1°. Nel giorno 6 gennaio 1765, nella Camera del Consiglio di Asiago, tenute presenti le passate scritture “quali saranno inalterabilmente osservate” passavano alla nomina di due nuovi campanari in persona di Giovanni Costa e Stefano Rigon. In quell’atto di nomina si trascrivevano tutti gli obblighi di detti campanari; fissato in essi l’obbligo di suonare le campane all’alba, a mezzogiorno ed a sera, a morto, a cattivo tempo, a fuoco, alle messe, ai divini offici ed al conseggio, come farà bisogno; stabilito il vincolo di loro obbedienza all’arciprete ed ai sacerdoti; determinato in particolare l’obbligo di suonare il nuovo campanone all’ora di notte e nei dì solenni, si prescriveva che per la suonata di questo campanone si fosse obbedito anche al dì più quando parerà e piacerà al signor arciprete ed ai signori sindaci e governatori.

2° Più tardi, mediante normale 4 giugno 1822, si regolava in modo più dettagliato il suono del nuovo concerto allora posto su quel campanile, che i deputati comunali del tempo, Colpi, Burello e Forte, nonché il segretario del Comune, Dall’Olio, designavano coll’appellativo di nostra magnifica torre.
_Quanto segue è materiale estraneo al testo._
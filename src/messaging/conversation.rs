use std::collections::HashMap;

use crate::api::models::{Message, MessageStatus};

/// Ordered message sequence for one contact, indexed by message id so a
/// provisional message can be swapped for the server copy without
/// touching its neighbours.
#[derive(Debug, Clone, Default)]
pub struct Conversation {
    messages: Vec<Message>,
    index: HashMap<String, usize>,
}

impl Conversation {
    pub fn new() -> Self {
        Self::default()
    }

    pub fn len(&self) -> usize {
        self.messages.len()
    }

    pub fn is_empty(&self) -> bool {
        self.messages.is_empty()
    }

    pub fn iter(&self) -> impl Iterator<Item = &Message> {
        self.messages.iter()
    }

    pub fn messages(&self) -> &[Message] {
        &self.messages
    }

    pub fn get(&self, id: &str) -> Option<&Message> {
        self.position(id).map(|i| &self.messages[i])
    }

    pub fn position(&self, id: &str) -> Option<usize> {
        self.index.get(id).copied()
    }

    pub fn contains(&self, id: &str) -> bool {
        self.index.contains_key(id)
    }

    /// Appends at the end. Duplicate ids are kept in the sequence; the index
    /// points at the first occurrence.
    pub fn push(&mut self, message: Message) {
        self.index.entry(message.id.clone()).or_insert(self.messages.len());
        self.messages.push(message);
    }

    /// Swaps the message with id `id` for `message`, keeping its position.
    /// Returns false when no such message exists.
    pub fn replace(&mut self, id: &str, message: Message) -> bool {
        let Some(pos) = self.index.remove(id) else {
            return false;
        };
        self.index.entry(message.id.clone()).or_insert(pos);
        self.messages[pos] = message;
        true
    }

    pub fn remove(&mut self, id: &str) -> Option<Message> {
        let pos = self.index.remove(id)?;
        let removed = self.messages.remove(pos);
        self.reindex();
        Some(removed)
    }

    pub fn set_status(&mut self, id: &str, status: Option<MessageStatus>) -> bool {
        match self.position(id) {
            Some(pos) => {
                self.messages[pos].status = status;
                true
            }
            None => false,
        }
    }

    fn reindex(&mut self) {
        self.index.clear();
        for (pos, message) in self.messages.iter().enumerate() {
            self.index.entry(message.id.clone()).or_insert(pos);
        }
    }
}

impl FromIterator<Message> for Conversation {
    fn from_iter<I: IntoIterator<Item = Message>>(iter: I) -> Self {
        let mut conversation = Conversation::new();
        for message in iter {
            conversation.push(message);
        }
        conversation
    }
}
use std::cell::RefCell;
use std::rc::Rc;

use gtk4::prelude::*;
use gtk4 as gtk;

use crate::api::models::Contact;

pub struct Sidebar {
    root: gtk::Box,
    list: gtk::ListBox,
    shown: Rc<RefCell<Vec<Contact>>>,
}

impl Sidebar {
    pub fn new() -> Self {
        let root = gtk::Box::new(gtk::Orientation::Vertical, 6);
        root.set_margin_top(8);
        root.set_margin_bottom(8);
        root.set_margin_start(8);
        root.set_margin_end(8);

        let title = gtk::Label::new(Some("Contacts"));
        title.add_css_class("heading");
        title.set_halign(gtk::Align::Start);
        root.append(&title);

        let list = gtk::ListBox::new();
        root.append(&list);

        Self { root, list, shown: Rc::new(RefCell::new(Vec::new())) }
    }

    pub fn widget(&self) -> gtk::Widget {
        self.root.clone().upcast()
    }

    /// Calls `f` with the contact id of the row the user activates.
    pub fn connect_selected<F: Fn(String) + 'static>(&self, f: F) {
        let shown = self.shown.clone();
        self.list.connect_row_activated(move |_, row| {
            let idx = row.index();
            if idx < 0 {
                return;
            }
            let id = shown.borrow().get(idx as usize).map(|c| c.id.clone());
            if let Some(id) = id {
                f(id);
            }
        });
    }

    pub fn set_items(&self, items: &[Contact]) {
        // Whole contacts: rows also show the unread count and last message.
        if self.shown.borrow().as_slice() == items {
            return;
        }
        while let Some(child) = self.list.first_child() {
            self.list.remove(&child);
        }
        for contact in items {
            let row = gtk::ListBoxRow::new();
            let label = gtk::Label::new(Some(&row_text(contact)));
            label.set_margin_top(8);
            label.set_margin_bottom(8);
            label.set_margin_start(8);
            label.set_margin_end(8);
            label.set_halign(gtk::Align::Start);
            row.set_child(Some(&label));
            self.list.append(&row);
        }
        *self.shown.borrow_mut() = items.to_vec();
    }
}

fn row_text(contact: &Contact) -> String {
    match (&contact.last_message, contact.unread_count) {
        (Some(last), 0) => format!("{}\n{}", contact.name, last),
        (Some(last), n) => format!("{} ({})\n{}", contact.name, n, last),
        (None, _) => contact.name.clone(),
    }
}
use std::time::Duration;

use async_trait::async_trait;
use log::{debug, warn};
use reqwest::{Client as HttpClient, StatusCode};
use serde::de::DeserializeOwned;
use serde_json::Value;
use url::Url;

use crate::api::models::{Contact, LoginRequest, LoginResponse, Message, NewMessage};
use crate::api::transport::MessageTransport;
use crate::error::TransportError;
use crate::session::{self, SharedSession};

pub struct ApiClient {
    pub http: HttpClient,
    base: Url,
    session: SharedSession,
}

impl ApiClient {
    pub fn new(base_url: &str, session: SharedSession, timeout: Duration) -> Result<Self, TransportError> {
        let base = Url::parse(&Self::base_api(base_url))?;
        let http = HttpClient::builder().timeout(timeout).build()?;
        Ok(Self { http, base, session })
    }

    pub fn base_url(&self) -> &Url {
        &self.base
    }

    fn base_api(base_url: &str) -> String {
        let trimmed = base_url.trim_end_matches('/');
        if trimmed.ends_with("/api") { trimmed.to_string() } else { format!("{}/api", trimmed) }
    }

    fn endpoint(&self, segments: &[&str]) -> Result<Url, TransportError> {
        let mut url = self.base.clone();
        url.path_segments_mut()
            .map_err(|_| TransportError::InvalidUrl(self.base.to_string()))?
            .pop_if_empty()
            .extend(segments);
        Ok(url)
    }

    fn with_auth(&self, req: reqwest::RequestBuilder) -> reqwest::RequestBuilder {
        match session::read(&self.session).token() {
            Some(t) => req.bearer_auth(t),
            None => req,
        }
    }

    /// Check that the server answers at all. Any HTTP status counts as
    /// reachable; only connection failures are errors.
    pub async fn ping(&self) -> Result<u16, TransportError> {
        let resp = self.http.get(self.base.clone()).send().await?;
        Ok(resp.status().as_u16())
    }

    pub async fn login(&self, email: &str, password: &str) -> Result<LoginResponse, TransportError> {
        let url = self.endpoint(&["auth", "login"])?;
        let resp = self.http.post(url).json(&LoginRequest { email, password }).send().await?;
        handle_response::<LoginResponse>(resp)
            .await?
            .ok_or_else(|| TransportError::Decode("empty login response".into()))
    }
}

#[async_trait]
impl MessageTransport for ApiClient {
    async fn list_contacts(&self) -> Result<Vec<Contact>, TransportError> {
        let url = self.endpoint(&["doctor", "messages", "contacts"])?;
        debug!("GET {}", url);
        let resp = self.with_auth(self.http.get(url)).send().await?;
        Ok(handle_response(resp).await?.unwrap_or_default())
    }

    async fn list_messages(&self, contact_id: &str) -> Result<Vec<Message>, TransportError> {
        let url = self.endpoint(&["doctor", "messages", "contact", contact_id])?;
        debug!("GET {}", url);
        let resp = self.with_auth(self.http.get(url)).send().await?;
        Ok(handle_response(resp).await?.unwrap_or_default())
    }

    async fn post_message(&self, contact_id: &str, message: &NewMessage) -> Result<Message, TransportError> {
        let url = self.endpoint(&["doctor", "messages", "contact", contact_id])?;
        debug!("POST {}", url);
        let resp = self.with_auth(self.http.post(url)).json(message).send().await?;
        handle_response(resp)
            .await?
            .ok_or_else(|| TransportError::Decode("server returned no message".into()))
    }
}

async fn handle_response<T: DeserializeOwned>(resp: reqwest::Response) -> Result<Option<T>, TransportError> {
    let status = resp.status();
    if !status.is_success() {
        let body = resp.text().await.unwrap_or_default();
        let message = error_message(status.as_u16(), &body);
        warn!("request failed: HTTP {} {}", status.as_u16(), message);
        return Err(TransportError::Status { status: status.as_u16(), message });
    }
    if status == StatusCode::NO_CONTENT {
        return Ok(None);
    }
    Ok(Some(resp.json::<T>().await?))
}

/// Prefer the server's own `message` field; otherwise describe the status.
fn error_message(status: u16, body: &str) -> String {
    serde_json::from_str::<Value>(body)
        .ok()
        .and_then(|json| json.get("message").and_then(|v| v.as_str()).map(str::to_string))
        .filter(|m| !m.is_empty())
        .unwrap_or_else(|| format!("HTTP error! status: {}", status))
}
A ciascuna campana venivano attribuiti speciali offici – anche non religiosi – come l’allarme al fuoco tanto nella villa che nelle contrade esterne, la radunata dei Consigli comunali, l’esigenza (!!) delle pubbliche imposte, ecc.
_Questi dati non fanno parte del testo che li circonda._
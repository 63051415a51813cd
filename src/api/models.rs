use serde::{Deserialize, Serialize};

/// Prefix marking a message id that was generated locally and not yet
/// confirmed by the server.
pub const TEMP_ID_PREFIX: &str = "temp-";

#[derive(Debug, Serialize, Deserialize, Clone, PartialEq, Eq)]
#[serde(rename_all = "camelCase")]
pub struct Contact {
    #[serde(rename = "contactId", alias = "id")]
    pub id: String,
    #[serde(rename = "contactName", alias = "name")]
    pub name: String,
    #[serde(rename = "contactRole", default, skip_serializing_if = "Option::is_none")]
    pub role: Option<String>,
    #[serde(rename = "lastMessageContent", default)]
    pub last_message: Option<String>,
    #[serde(default)]
    pub last_message_timestamp: Option<String>,
    #[serde(default)]
    pub unread_count: u64,
    #[serde(default, skip_serializing_if = "Option::is_none")]
    pub avatar_url: Option<String>,
}

#[derive(Debug, Serialize, Deserialize, Clone, Copy, PartialEq, Eq)]
#[serde(rename_all = "lowercase")]
pub enum MessageStatus {
    Sending,
    Failed,
}

#[derive(Debug, Serialize, Deserialize, Clone, PartialEq, Eq)]
#[serde(rename_all = "camelCase")]
pub struct Message {
    pub id: String,
    pub sender_id: String,
    #[serde(default)]
    pub sender_name: String,
    pub recipient_id: String,
    /// Conversation this message belongs to: always the other party's id.
    /// Assigned by the messaging core, not read from the wire.
    #[serde(skip)]
    pub contact_id: String,
    pub content: String,
    pub timestamp: String,
    #[serde(default, rename = "isRead", alias = "read")]
    pub is_read: bool,
    /// `None` once the server has confirmed the message.
    #[serde(skip)]
    pub status: Option<MessageStatus>,
}

impl Message {
    pub fn is_provisional(&self) -> bool {
        self.id.starts_with(TEMP_ID_PREFIX)
    }

    pub fn is_from(&self, user_id: &str) -> bool {
        self.sender_id == user_id
    }

    pub fn is_failed(&self) -> bool {
        self.status == Some(MessageStatus::Failed)
    }
}

#[derive(Debug, Serialize, Deserialize, Clone, PartialEq, Eq)]
pub struct NewMessage {
    pub content: String,
}

#[derive(Debug, Serialize)]
pub struct LoginRequest<'a> {
    pub email: &'a str,
    pub password: &'a str,
}

#[derive(Debug, Deserialize, Clone)]
#[serde(rename_all = "camelCase")]
pub struct LoginResponse {
    pub token: String,
    #[serde(default)]
    pub role: Option<String>,
    pub uuid: String,
    #[serde(default)]
    pub full_name: Option<String>,
    #[serde(default)]
    pub email: Option<String>,
}
impl<T, I> MessagingCore<T, I>
where
    T: MessageTransport + ?Sized,
    I: IdentityProvider,
{
    pub fn new(transport: Arc<T>, identity: I) -> Self {
        let (events, _) = broadcast::channel(EVENT_CAPACITY);
        Self {
            transport,
            identity,
            state: Arc::new(Mutex::new(SyncState::default())),
            events,
            cancel: Mutex::new(CancellationToken::new()),
            timeout: None,
            temp_seq: AtomicU64::new(0),
        }
    }

    /// Bound every transport call by `timeout`.
    pub fn with_timeout(mut self, timeout: Duration) -> Self {
        self.timeout = Some(timeout);
        self
    }

    pub fn subscribe(&self) -> broadcast::Receiver<SyncEvent> {
        self.events.subscribe()
    }

    fn state(&self) -> MutexGuard<'_, SyncState> {
        lock(&self.state)
    }

    fn emit(&self, event: SyncEvent) {
        let _ = self.events.send(event);
    }

    fn notify(&self, notification: Notification) {
        info!("notify: {}", notification.message);
        self.emit(SyncEvent::Notify(notification));
    }

    /// Abort every request currently in flight. Later requests are unaffected.
    pub fn cancel_in_flight(&self) {
        let mut token = self.cancel.lock().unwrap_or_else(PoisonError::into_inner);
        token.cancel();
        *token = CancellationToken::new();
        debug!("cancelled in-flight requests");
    }

    async fn call<R, F>(&self, request: F) -> Result<R, TransportError>
    where
        F: Future<Output = Result<R, TransportError>>,
    {
        let token = self.cancel.lock().unwrap_or_else(PoisonError::into_inner).clone();
        let bounded = async {
            match self.timeout {
                Some(limit) => tokio::time::timeout(limit, request)
                    .await
                    .unwrap_or_else(|_| Err(TransportError::Timeout)),
                None => request.await,
            }
        };
        tokio::select! {
            _ = token.cancelled() => Err(TransportError::Cancelled),
            res = bounded => res,
        }
    }

    /// Load the contact list. Does nothing without a signed-in user.
    pub async fn initialize(&self) {
        let Some(user) = self.identity.current_user() else {
            debug!("initialize skipped: no user");
            return;
        };
        info!("loading contacts for {}", user.id);
        let loading = LoadGuard::new(&self.state, None);
        self.emit(SyncEvent::Changed);

        match self.call(self.transport.list_contacts()).await {
            Ok(contacts) => {
                debug!("loaded {} contacts", contacts.len());
                let mut st = self.state();
                st.contacts = contacts;
                st.last_error = None;
            }
            Err(err) => {
                warn!("failed to load contacts: {}", err);
                let reason = err.to_string();
                let cancelled = err.is_cancelled();
                self.state().last_error = Some(SyncError::ContactListFetch(err));
                if !cancelled {
                    self.notify(Notification::contacts_failed(&reason));
                }
            }
        }
        drop(loading);
        self.emit(SyncEvent::Changed);
    }

    /// Synchronous half of [`select_contact`](Self::select_contact): updates
    /// the selection and reports whether the conversation still has to be
    /// fetched.
    pub fn select(&self, contact_id: Option<&str>) -> bool {
        let contact_id = contact_id.map(str::trim).filter(|id| !id.is_empty());
        let needs_fetch = {
            let mut st = self.state();
            st.selected = contact_id.map(str::to_string);
            match contact_id {
                Some(id) => !st.cache.contains_key(id) && !st.fetching.contains_key(id),
                None => false,
            }
        };
        self.emit(SyncEvent::Changed);
        needs_fetch
    }

    /// Select a contact (or clear the selection with `None`), fetching its
    /// conversation the first time it is opened.
    pub async fn select_contact(&self, contact_id: Option<&str>) {
        if self.select(contact_id) {
            if let Some(id) = contact_id {
                self.fetch_messages(id.trim()).await;
            }
        }
    }

    /// Fetch (or refetch) one conversation. On failure the previously cached
    /// messages are kept.
    pub async fn fetch_messages(&self, contact_id: &str) {
        if contact_id.is_empty() {
            return;
        }
        let loading = LoadGuard::new(&self.state, Some(contact_id));
        let started = self.state().confirm_seq;
        self.emit(SyncEvent::Changed);
        debug!("fetching messages for {}", contact_id);

        match self.call(self.transport.list_messages(contact_id)).await {
            Ok(messages) => {
                let mut st = self.state();
                let mut fresh: Conversation = messages
                    .into_iter()
                    .map(|mut m| {
                        m.contact_id = contact_id.to_string();
                        m.status = None;
                        m
                    })
                    .collect();
                if let Some(previous) = st.cache.get(contact_id) {
                    // Keep what the server list cannot know about yet: local
                    // placeholders and sends confirmed after this fetch began.
                    for local in previous.iter() {
                        let confirmed_since = st.confirmed.get(&local.id).is_some_and(|seq| *seq > started);
                        if (local.is_provisional() || confirmed_since) && !fresh.contains(&local.id) {
                            fresh.push(local.clone());
                        }
                    }
                }
                debug!("cached {} messages for {}", fresh.len(), contact_id);
                st.cache.insert(contact_id.to_string(), fresh);
                st.last_error = None;
            }
            Err(err) => {
                warn!("failed to load messages for {}: {}", contact_id, err);
                let cancelled = err.is_cancelled();
                let name = {
                    let mut st = self.state();
                    st.cache.entry(contact_id.to_string()).or_default();
                    st.last_error = Some(SyncError::MessageFetch { contact_id: contact_id.to_string(), source: err });
                    st.contacts.iter().find(|c| c.id == contact_id).map(|c| c.name.clone())
                };
                if !cancelled {
                    self.notify(Notification::messages_failed(contact_id, name.as_deref()));
                }
            }
        }
        drop(loading);
        self.emit(SyncEvent::Changed);
    }

    fn next_temp_id(&self) -> String {
        let seq = self.temp_seq.fetch_add(1, Ordering::Relaxed);
        format!("{}{}-{}", TEMP_ID_PREFIX, Utc::now().timestamp_millis(), seq)
    }

    /// Append a provisional message to the selected conversation. Returns
    /// `None`, changing nothing, when there is no selection, no user, or
    /// the content is blank.
    pub fn begin_send(&self, content: &str) -> Option<PendingSend> {
        let content = content.trim();
        if content.is_empty() {
            return None;
        }
        let user = self.identity.current_user()?;
        let provisional = {
            let mut st = self.state();
            let contact_id = st.selected.clone()?;
            let provisional = Message {
                id: self.next_temp_id(),
                sender_id: user.id,
                sender_name: user.name,
                recipient_id: contact_id.clone(),
                contact_id: contact_id.clone(),
                content: content.to_string(),
                timestamp: Utc::now().to_rfc3339_opts(SecondsFormat::Millis, true),
                is_read: false,
                status: Some(MessageStatus::Sending),
            };
            st.cache.entry(contact_id).or_default().push(provisional.clone());
            st.sending += 1;
            provisional
        };
        debug!("queued {} for {}", provisional.id, provisional.contact_id);
        self.emit(SyncEvent::Changed);
        Some(PendingSend { provisional, settled: false, state: self.state.clone(), events: self.events.clone() })
    }

    /// Post a provisional message and reconcile the cache with the outcome.
    pub async fn complete_send(&self, mut pending: PendingSend) {
        let body = NewMessage { content: pending.provisional.content.clone() };
        let contact_id = pending.provisional.contact_id.clone();
        let temp_id = pending.provisional.id.clone();

        match self.call(self.transport.post_message(&contact_id, &body)).await {
            Ok(mut message) => {
                message.contact_id = contact_id.clone();
                message.sender_name = pending.provisional.sender_name.clone();
                message.status = None;
                let mut st = self.state();
                if !st.fetching.is_empty() {
                    st.confirm_seq += 1;
                    let seq = st.confirm_seq;
                    st.confirmed.insert(message.id.clone(), seq);
                }
                let conv = st.cache.entry(contact_id).or_default();
                if conv.contains(&message.id) {
                    // A refetch already brought in the server copy.
                    conv.remove(&temp_id);
                } else if !conv.replace(&temp_id, message.clone()) {
                    conv.push(message);
                }
                debug!("send {} confirmed", temp_id);
            }
            Err(err) => {
                warn!("send {} failed: {}", temp_id, err);
                let cancelled = err.is_cancelled();
                {
                    let mut st = self.state();
                    mark_failed(&mut st, &pending.provisional);
                    st.last_error = Some(SyncError::MessageSend { temp_id, source: err });
                }
                if !cancelled {
                    self.notify(Notification::send_failed(&contact_id));
                }
            }
        }
        pending.settled = true;
    }

    /// Optimistically send `content` to the selected contact.
    pub async fn send_message(&self, content: &str) {
        if let Some(pending) = self.begin_send(content) {
            self.complete_send(pending).await;
        }
    }

    pub fn contacts(&self) -> Vec<Contact> {
        self.state().contacts.clone()
    }

    pub fn contact(&self, contact_id: &str) -> Option<Contact> {
        self.state().contacts.iter().find(|c| c.id == contact_id).cloned()
    }

    pub fn selected_contact(&self) -> Option<String> {
        self.state().selected.clone()
    }

    /// Messages of the selected conversation, oldest first.
    pub fn active_messages(&self) -> Vec<Message> {
        let st = self.state();
        st.selected
            .as_ref()
            .and_then(|id| st.cache.get(id))
            .map(|conv| conv.messages().to_vec())
            .unwrap_or_default()
    }

    pub fn messages_for(&self, contact_id: &str) -> Option<Vec<Message>> {
        self.state().cache.get(contact_id).map(|conv| conv.messages().to_vec())
    }

    pub fn has_conversation(&self, contact_id: &str) -> bool {
        self.state().cache.contains_key(contact_id)
    }

    pub fn is_loading(&self) -> bool {
        self.state().loading > 0
    }

    pub fn is_sending(&self) -> bool {
        self.state().sending > 0
    }

    pub fn last_error(&self) -> Option<SyncError> {
        self.state().last_error.clone()
    }

    pub fn snapshot(&self) -> Snapshot {
        let st = self.state();
        Snapshot {
            contacts: st.contacts.clone(),
            selected: st.selected.clone(),
            messages: st
                .selected
                .as_ref()
                .and_then(|id| st.cache.get(id))
                .map(|conv| conv.messages().to_vec())
                .unwrap_or_default(),
            loading: st.loading > 0,
            sending: st.sending > 0,
            last_error: st.last_error.clone(),
        }
    }
}
use crate::core::PairId;
use crate::state::StateVector;

/// A contact pair whose gap crossed into contact somewhere inside a step.
///
/// Produced by a detector from two bracketing states; the exact crossing
/// time is not yet known.
#[derive(Debug, Clone, Copy, PartialEq)]
pub struct CollisionCandidate {
    /// The contact pair that crossed
    pub pair: PairId,

    /// The signed gap at the start of the bracket
    pub gap_before: f64,

    /// The signed gap at the end of the bracket
    pub gap_after: f64,
}

impl CollisionCandidate {
    /// Creates a new collision candidate
    pub fn new(pair: PairId, gap_before: f64, gap_after: f64) -> Self {
        Self {
            pair,
            gap_before,
            gap_after,
        }
    }
}

/// A collision candidate narrowed to a specific time within tolerance.
///
/// Created by the event locator and consumed by the impulse resolver,
/// then discarded.
#[derive(Debug, Clone)]
pub struct CollisionEvent {
    /// The contact pair that collides
    pub pair: PairId,

    /// The state at the narrowed time, on the still-separated side of
    /// the crossing
    pub state: StateVector,

    /// The residual gap at the narrowed time
    pub gap: f64,

    /// The width of the final time bracket
    pub bracket_width: f64,
}

impl CollisionEvent {
    /// Returns the simulation time the collision was narrowed to
    pub fn time(&self) -> f64 {
        self.state.time()
    }
}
3° Finalmente uno speciale regolamento sul servizio dei sagrestani e campanari, pubblicato nel 31 maggio 1892, previa regolare approvazione per parte del Consiglio comunale, dopo aver previsto all’art. 4 che per ciò che riferiva all’ordine interno della chiesa od alle funzioni religiose i campanari dovevano dipendere dalla fabbriceria, dall’arciprete e dai reverendi sacerdoti, chiudeva col seguente art. 10: ”
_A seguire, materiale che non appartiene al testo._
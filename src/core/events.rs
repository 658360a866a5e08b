use std::collections::VecDeque;

use crate::core::PairId;

/// A diagnostic record emitted by the engine while handling a macro-step
#[derive(Debug, Clone, Copy, PartialEq)]
pub enum EngineEvent {
    /// A collision was located and resolved
    Collision {
        /// The contact pair that collided
        pair: PairId,

        /// The simulation time the collision was narrowed to
        time: f64,

        /// The number of impulses applied while resolving it
        impulses: u64,
    },

    /// A tentative step was discarded because it overshot a collision
    Backup {
        /// The time of the discarded state
        discarded_time: f64,
    },
}

/// A queue of engine events, drained by the host between steps
#[derive(Debug, Default)]
pub struct EventQueue {
    events: VecDeque<EngineEvent>,
}

impl EventQueue {
    /// Creates a new empty event queue
    pub fn new() -> Self {
        Self {
            events: VecDeque::new(),
        }
    }

    /// Adds an event to the queue
    pub fn push(&mut self, event: EngineEvent) {
        self.events.push_back(event);
    }

    /// Gets the next event from the queue
    pub fn pop(&mut self) -> Option<EngineEvent> {
        self.events.pop_front()
    }

    /// Returns the number of queued events
    pub fn len(&self) -> usize {
        self.events.len()
    }

    /// Returns whether the queue is empty
    pub fn is_empty(&self) -> bool {
        self.events.is_empty()
    }

    /// Clears all events from the queue
    pub fn clear(&mut self) {
        self.events.clear();
    }

    /// Gets all collision events currently in the queue
    pub fn collision_events(&self) -> Vec<&EngineEvent> {
        self.events
            .iter()
            .filter(|e| matches!(e, EngineEvent::Collision { .. }))
            .collect()
    }
}

#[cfg(test)]
mod tests {
    use super::*;

    #[test]
    fn test_queue_order() {
        let mut queue = EventQueue::new();
        queue.push(EngineEvent::Backup { discarded_time: 1.0 });
        queue.push(EngineEvent::Collision {
            pair: PairId(0),
            time: 0.5,
            impulses: 1,
        });

        assert_eq!(queue.len(), 2);
        assert_eq!(queue.pop(), Some(EngineEvent::Backup { discarded_time: 1.0 }));
        assert!(matches!(queue.pop(), Some(EngineEvent::Collision { .. })));
        assert!(queue.is_empty());
    }
}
Per tutto quanto non è indicato nel presente regolamento, i campanari dovranno osservare le consuetudini ed adempiere a quanto loro ordinato dall’autorità municipale, dalla fabbriceria e dai reverendi sacerdoti, nella cerchia delle rispettive attribuzioni“

non senza soggiungere un art. 11, che comminava delle disposizioni disciplinari per ogni infrazione o mancanza ai doveri dei campanari stessi, quali “richiamo all’ordine, multa e licenziamento dal servizio”.

Non consta in guisa alcuna che a queste provvidenze antiche e recenti dell’autorità comunale, l’autorità ecclesiastica abbia mai fatto obbiezioni o sollevato eccezioni e reclami, sicché anche alla nomina dell’attuale arciprete parroco di Asiago quelle disposizioni si erano mantenute.

Ora avvenne che, nel pomeriggio del 20 settembre 1895, il sindaco di quella città, attuale appellato, accordasse il permesso di far suonare le campane per celebrare la festa civile, che era stata , per quella ricorrenza del 20 settembre istituita dal Parlamento nazionale.

Se non che l’arciprete don Domenico Bortoli, odierno appellante, che in previsione di quell’evento aveva ritirato dal campanaro le chiavi della torre, si rifiutò di concederle. Avvenne che il sindaco, di ciò avvertito, prima scrivesse all’arciprete pregandolo a consegnare le chiavi del campanile allo scopo anzidetto, poi al persistente rifiuto del pastore, fattosi accompagnare dal commissario distrettuale, dal maresciallo dei rr. carabinieri e da un fabbro ferraio, si presentò ad intimare la consegna delle chiavi. A quella minaccia l’arciprete, premesse le debite proteste e riserve, consegnò le chiavi del campanile e le campane suonarono, dunque a festa.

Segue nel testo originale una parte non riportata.